DATA SHOWN:
====================

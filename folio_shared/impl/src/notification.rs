use std::{
    collections::VecDeque,
    sync::{Arc, Mutex, MutexGuard, PoisonError},
    time::Duration,
};

use chrono::{DateTime, TimeDelta, Utc};
use folio_models::notification::{
    ActiveNotification, NotificationId, NotificationKind, NotificationOptions,
};
use folio_shared_contracts::{notification::NotificationService, time::TimeService};
use folio_utils::trace_instrument;
use tracing::{debug, info};

#[derive(Debug, Clone)]
pub struct NotificationServiceImpl<Time> {
    time: Time,
    stack: Arc<Mutex<NotificationStack>>,
}

#[derive(Debug, Clone, Copy)]
pub struct NotificationServiceConfig {
    /// Maximum number of simultaneously visible notifications. A value of 0
    /// is treated as 1.
    pub limit: usize,
}

impl<Time> NotificationServiceImpl<Time> {
    pub fn new(time: Time, config: NotificationServiceConfig) -> Self {
        Self {
            time,
            stack: Arc::new(Mutex::new(NotificationStack::new(config.limit))),
        }
    }

    fn stack(&self) -> MutexGuard<'_, NotificationStack> {
        self.stack.lock().unwrap_or_else(PoisonError::into_inner)
    }
}

impl<Time> NotificationService for NotificationServiceImpl<Time>
where
    Time: TimeService,
{
    #[trace_instrument(skip(self, options))]
    fn notify(
        &self,
        kind: NotificationKind,
        text: String,
        options: NotificationOptions,
    ) -> NotificationId {
        let now = self.time.now();
        self.stack().push(now, kind, text, options)
    }

    #[trace_instrument(skip(self))]
    fn dismiss(&self, id: NotificationId) -> bool {
        let now = self.time.now();
        self.stack().dismiss(now, id)
    }

    fn pause(&self, id: NotificationId) {
        let now = self.time.now();
        self.stack().pause(now, id);
    }

    fn resume(&self, id: NotificationId) {
        let now = self.time.now();
        self.stack().resume(now, id);
    }

    fn pause_all(&self) {
        let now = self.time.now();
        self.stack().pause_all(now);
    }

    fn resume_all(&self) {
        let now = self.time.now();
        self.stack().resume_all(now);
    }

    fn visible(&self) -> Vec<ActiveNotification> {
        let now = self.time.now();
        self.stack().visible(now)
    }
}

/// Time driven stack of notifications.
///
/// Notifications are appended below the existing ones. At most `limit` are
/// visible at once; the rest wait in FIFO order and their countdown only
/// starts once they become visible.
#[derive(Debug)]
pub struct NotificationStack {
    limit: usize,
    next_id: u64,
    visible: Vec<Toast>,
    queued: VecDeque<Toast>,
}

#[derive(Debug, Clone)]
struct Toast {
    id: NotificationId,
    kind: NotificationKind,
    text: String,
    options: NotificationOptions,
    countdown: Countdown,
}

#[derive(Debug, Clone, Copy)]
enum Countdown {
    Queued,
    Running { deadline: DateTime<Utc> },
    Paused { remaining: Duration },
}

impl NotificationStack {
    pub fn new(limit: usize) -> Self {
        Self {
            limit: limit.max(1),
            next_id: 1,
            visible: Vec::new(),
            queued: VecDeque::new(),
        }
    }

    pub fn push(
        &mut self,
        now: DateTime<Utc>,
        kind: NotificationKind,
        text: String,
        options: NotificationOptions,
    ) -> NotificationId {
        self.expire(now);

        let id = NotificationId(self.next_id);
        self.next_id += 1;

        info!(%id, %kind, text = %text, "notification");

        self.queued.push_back(Toast {
            id,
            kind,
            text,
            options,
            countdown: Countdown::Queued,
        });
        self.promote(now);
        debug!(%id, queued = self.queued_len(), "notification pushed");

        id
    }

    pub fn dismiss(&mut self, now: DateTime<Utc>, id: NotificationId) -> bool {
        self.expire(now);

        let Some(index) = self
            .visible
            .iter()
            .position(|toast| toast.id == id && toast.options.dismissible)
        else {
            return false;
        };

        self.visible.remove(index);
        debug!(%id, "notification dismissed");
        self.promote(now);
        true
    }

    pub fn pause(&mut self, now: DateTime<Utc>, id: NotificationId) {
        self.expire(now);
        if let Some(toast) = self.visible_mut(id) {
            if toast.options.pause_on_hover {
                toast.pause(now);
            }
        }
    }

    pub fn resume(&mut self, now: DateTime<Utc>, id: NotificationId) {
        self.expire(now);
        if let Some(toast) = self.visible_mut(id) {
            toast.resume(now);
        }
    }

    pub fn pause_all(&mut self, now: DateTime<Utc>) {
        self.expire(now);
        self.visible.iter_mut().for_each(|toast| toast.pause(now));
    }

    pub fn resume_all(&mut self, now: DateTime<Utc>) {
        self.expire(now);
        self.visible.iter_mut().for_each(|toast| toast.resume(now));
    }

    pub fn visible(&mut self, now: DateTime<Utc>) -> Vec<ActiveNotification> {
        self.expire(now);
        self.visible
            .iter()
            .map(|toast| ActiveNotification {
                id: toast.id,
                kind: toast.kind,
                text: toast.text.clone(),
                position: toast.options.position,
                auto_close: toast.options.auto_close,
                remaining: toast.remaining(now),
                paused: matches!(toast.countdown, Countdown::Paused { .. }),
            })
            .collect()
    }

    pub fn queued_len(&self) -> usize {
        self.queued.len()
    }

    /// Removes expired notifications in deadline order. A queued notification
    /// that takes over a freed slot starts its countdown at the deadline of the
    /// notification it replaces.
    fn expire(&mut self, now: DateTime<Utc>) {
        loop {
            let next = self
                .visible
                .iter()
                .enumerate()
                .filter_map(|(index, toast)| match toast.countdown {
                    Countdown::Running { deadline } if deadline <= now => Some((index, deadline)),
                    _ => None,
                })
                .min_by_key(|&(_, deadline)| deadline);

            let Some((index, deadline)) = next else {
                break;
            };

            let toast = self.visible.remove(index);
            debug!(id = %toast.id, "notification expired");
            self.promote(deadline);
        }
    }

    fn promote(&mut self, started_at: DateTime<Utc>) {
        while self.visible.len() < self.limit {
            let Some(mut toast) = self.queued.pop_front() else {
                break;
            };
            toast.countdown = Countdown::Running {
                deadline: add(started_at, toast.options.auto_close),
            };
            self.visible.push(toast);
        }
    }

    fn visible_mut(&mut self, id: NotificationId) -> Option<&mut Toast> {
        self.visible.iter_mut().find(|toast| toast.id == id)
    }
}

impl Toast {
    fn remaining(&self, now: DateTime<Utc>) -> Duration {
        match self.countdown {
            Countdown::Queued => self.options.auto_close,
            Countdown::Running { deadline } => (deadline - now).to_std().unwrap_or_default(),
            Countdown::Paused { remaining } => remaining,
        }
    }

    fn pause(&mut self, now: DateTime<Utc>) {
        if let Countdown::Running { .. } = self.countdown {
            self.countdown = Countdown::Paused {
                remaining: self.remaining(now),
            };
        }
    }

    fn resume(&mut self, now: DateTime<Utc>) {
        if let Countdown::Paused { remaining } = self.countdown {
            self.countdown = Countdown::Running {
                deadline: add(now, remaining),
            };
        }
    }
}

fn add(time: DateTime<Utc>, duration: Duration) -> DateTime<Utc> {
    TimeDelta::from_std(duration)
        .ok()
        .and_then(|delta| time.checked_add_signed(delta))
        .unwrap_or(DateTime::<Utc>::MAX_UTC)
}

====================

TASK TO CARRY OUT: When you respond, give the whole listing again exactly as written.

REPLY:
filename folio_shared/impl/src/notification.rs
use std::{
    collections::VecDeque,
    sync::{Arc, Mutex, MutexGuard, PoisonError},
    time::Duration,
};

use chrono::{DateTime, TimeDelta, Utc};
use folio_models::notification::{
    ActiveNotification, NotificationId, NotificationKind, NotificationOptions,
};
use folio_shared_contracts::{notification::NotificationService, time::TimeService};
use folio_utils::trace_instrument;
use tracing::{debug, info};

#[derive(Debug, Clone)]
pub struct NotificationServiceImpl<Time> {
    time: Time,
    stack: Arc<Mutex<NotificationStack>>,
}

#[derive(Debug, Clone, Copy)]
pub struct NotificationServiceConfig {
    /// Maximum number of simultaneously visible notifications. A value of 0
    /// is treated as 1.
    pub limit: usize,
}

impl<Time> NotificationServiceImpl<Time> {
    pub fn new(time: Time, config: NotificationServiceConfig) -> Self {
        Self {
            time,
            stack: Arc::new(Mutex::new(NotificationStack::new(config.limit))),
        }
    }

    fn stack(&self) -> MutexGuard<'_, NotificationStack> {
        self.stack.lock().unwrap_or_else(PoisonError::into_inner)
    }
}

impl<Time> NotificationService for NotificationServiceImpl<Time>
where
    Time: TimeService,
{
    #[trace_instrument(skip(self, options))]
    fn notify(
        &self,
        kind: NotificationKind,
        text: String,
        options: NotificationOptions,
    ) -> NotificationId {
        let now = self.time.now();
        self.stack().push(now, kind, text, options)
    }

    #[trace_instrument(skip(self))]
    fn dismiss(&self, id: NotificationId) -> bool {
        let now = self.time.now();
        self.stack().dismiss(now, id)
    }

    fn pause(&self, id: NotificationId) {
        let now = self.time.now();
        self.stack().pause(now, id);
    }

    fn resume(&self, id: NotificationId) {
        let now = self.time.now();
        self.stack().resume(now, id);
    }

    fn pause_all(&self) {
        let now = self.time.now();
        self.stack().pause_all(now);
    }

    fn resume_all(&self) {
        let now = self.time.now();
        self.stack().resume_all(now);
    }

    fn visible(&self) -> Vec<ActiveNotification> {
        let now = self.time.now();
        self.stack().visible(now)
    }
}

/// Time driven stack of notifications.
///
/// Notifications are appended below the existing ones. At most `limit` are
/// visible at once; the rest wait in FIFO order and their countdown only
/// starts once they become visible.
#[derive(Debug)]
pub struct NotificationStack {
    limit: usize,
    next_id: u64,
    visible: Vec<Toast>,
    queued: VecDeque<Toast>,
}

#[derive(Debug, Clone)]
struct Toast {
    id: NotificationId,
    kind: NotificationKind,
    text: String,
    options: NotificationOptions,
    countdown: Countdown,
}

#[derive(Debug, Clone, Copy)]
enum Countdown {
    Queued,
    Running { deadline: DateTime<Utc> },
    Paused { remaining: Duration },
}

impl NotificationStack {
    pub fn new(limit: usize) -> Self {
        Self {
            limit: limit.max(1),
            next_id: 1,
            visible: Vec::new(),
            queued: VecDeque::new(),
        }
    }

    pub fn push(
        &mut self,
        now: DateTime<Utc>,
        kind: NotificationKind,
        text: String,
        options: NotificationOptions,
    ) -> NotificationId {
        self.expire(now);

        let id = NotificationId(self.next_id);
        self.next_id += 1;

        info!(%id, %kind, text = %text, "notification");

        self.queued.push_back(Toast {
            id,
            kind,
            text,
            options,
            countdown: Countdown::Queued,
        });
        self.promote(now);
        debug!(%id, queued = self.queued_len(), "notification pushed");

        id
    }

    pub fn dismiss(&mut self, now: DateTime<Utc>, id: NotificationId) -> bool {
        self.expire(now);

        let Some(index) = self
            .visible
            .iter()
            .position(|toast| toast.id == id && toast.options.dismissible)
        else {
            return false;
        };

        self.visible.remove(index);
        debug!(%id, "notification dismissed");
        self.promote(now);
        true
    }

    pub fn pause(&mut self, now: DateTime<Utc>, id: NotificationId) {
        self.expire(now);
        if let Some(toast) = self.visible_mut(id) {
            if toast.options.pause_on_hover {
                toast.pause(now);
            }
        }
    }

    pub fn resume(&mut self, now: DateTime<Utc>, id: NotificationId) {
        self.expire(now);
        if let Some(toast) = self.visible_mut(id) {
            toast.resume(now);
        }
    }

    pub fn pause_all(&mut self, now: DateTime<Utc>) {
        self.expire(now);
        self.visible.iter_mut().for_each(|toast| toast.pause(now));
    }

    pub fn resume_all(&mut self, now: DateTime<Utc>) {
        self.expire(now);
        self.visible.iter_mut().for_each(|toast| toast.resume(now));
    }

    pub fn visible(&mut self, now: DateTime<Utc>) -> Vec<ActiveNotification> {
        self.expire(now);
        self.visible
            .iter()
            .map(|toast| ActiveNotification {
                id: toast.id,
                kind: toast.kind,
                text: toast.text.clone(),
                position: toast.options.position,
                auto_close: toast.options.auto_close,
                remaining: toast.remaining(now),
                paused: matches!(toast.countdown, Countdown::Paused { .. }),
            })
            .collect()
    }

    pub fn queued_len(&self) -> usize {
        self.queued.len()
    }

    /// Removes expired notifications in deadline order. A queued notification
    /// that takes over a freed slot starts its countdown at the deadline of the
    /// notification it replaces.
    fn expire(&mut self, now: DateTime<Utc>) {
        loop {
            let next = self
                .visible
                .iter()
                .enumerate()
                .filter_map(|(index, toast)| match toast.countdown {
                    Countdown::Running { deadline } if deadline <= now => Some((index, deadline)),
                    _ => None,
                })
                .min_by_key(|&(_, deadline)| deadline);

            let Some((index, deadline)) = next else {
                break;
            };

            let toast = self.visible.remove(index);
            debug!(id = %toast.id, "notification expired");
            self.promote(deadline);
        }
    }

    fn promote(&mut self, started_at: DateTime<Utc>) {
        while self.visible.len() < self.limit {
            let Some(mut toast) = self.queued.pop_front() else {
                break;
            };
            toast.countdown = Countdown::Running {
                deadline: add(started_at, toast.options.auto_close),
            };
            self.visible.push(toast);
        }
    }

    fn visible_mut(&mut self, id: NotificationId) -> Option<&mut Toast> {
        self.visible.iter_mut().find(|toast| toast.id == id)
    }
}

impl Toast {
    fn remaining(&self, now: DateTime<Utc>) -> Duration {
        match self.countdown {
            Countdown::Queued => self.options.auto_close,
            Countdown::Running { deadline } => (deadline - now).to_std().unwrap_or_default(),
            Countdown::Paused { remaining } => remaining,
        }
    }

    fn pause(&mut self, now: DateTime<Utc>) {
        if let Countdown::Running { .. } = self.countdown {
            self.countdown = Countdown::Paused {
                remaining: self.remaining(now),
            };
        }
    }

    fn resume(&mut self, now: DateTime<Utc>) {
        if let Countdown::Paused { remaining } = self.countdown {
            self.countdown = Countdown::Running {
                deadline: add(now, remaining),
            };
        }
    }
}

fn add(time: DateTime<Utc>, duration: Duration) -> DateTime<Utc> {
    TimeDelta::from_std(duration)
        .ok()
        .and_then(|delta| time.checked_add_signed(delta))
        .unwrap_or(DateTime::<Utc>::MAX_UTC)
}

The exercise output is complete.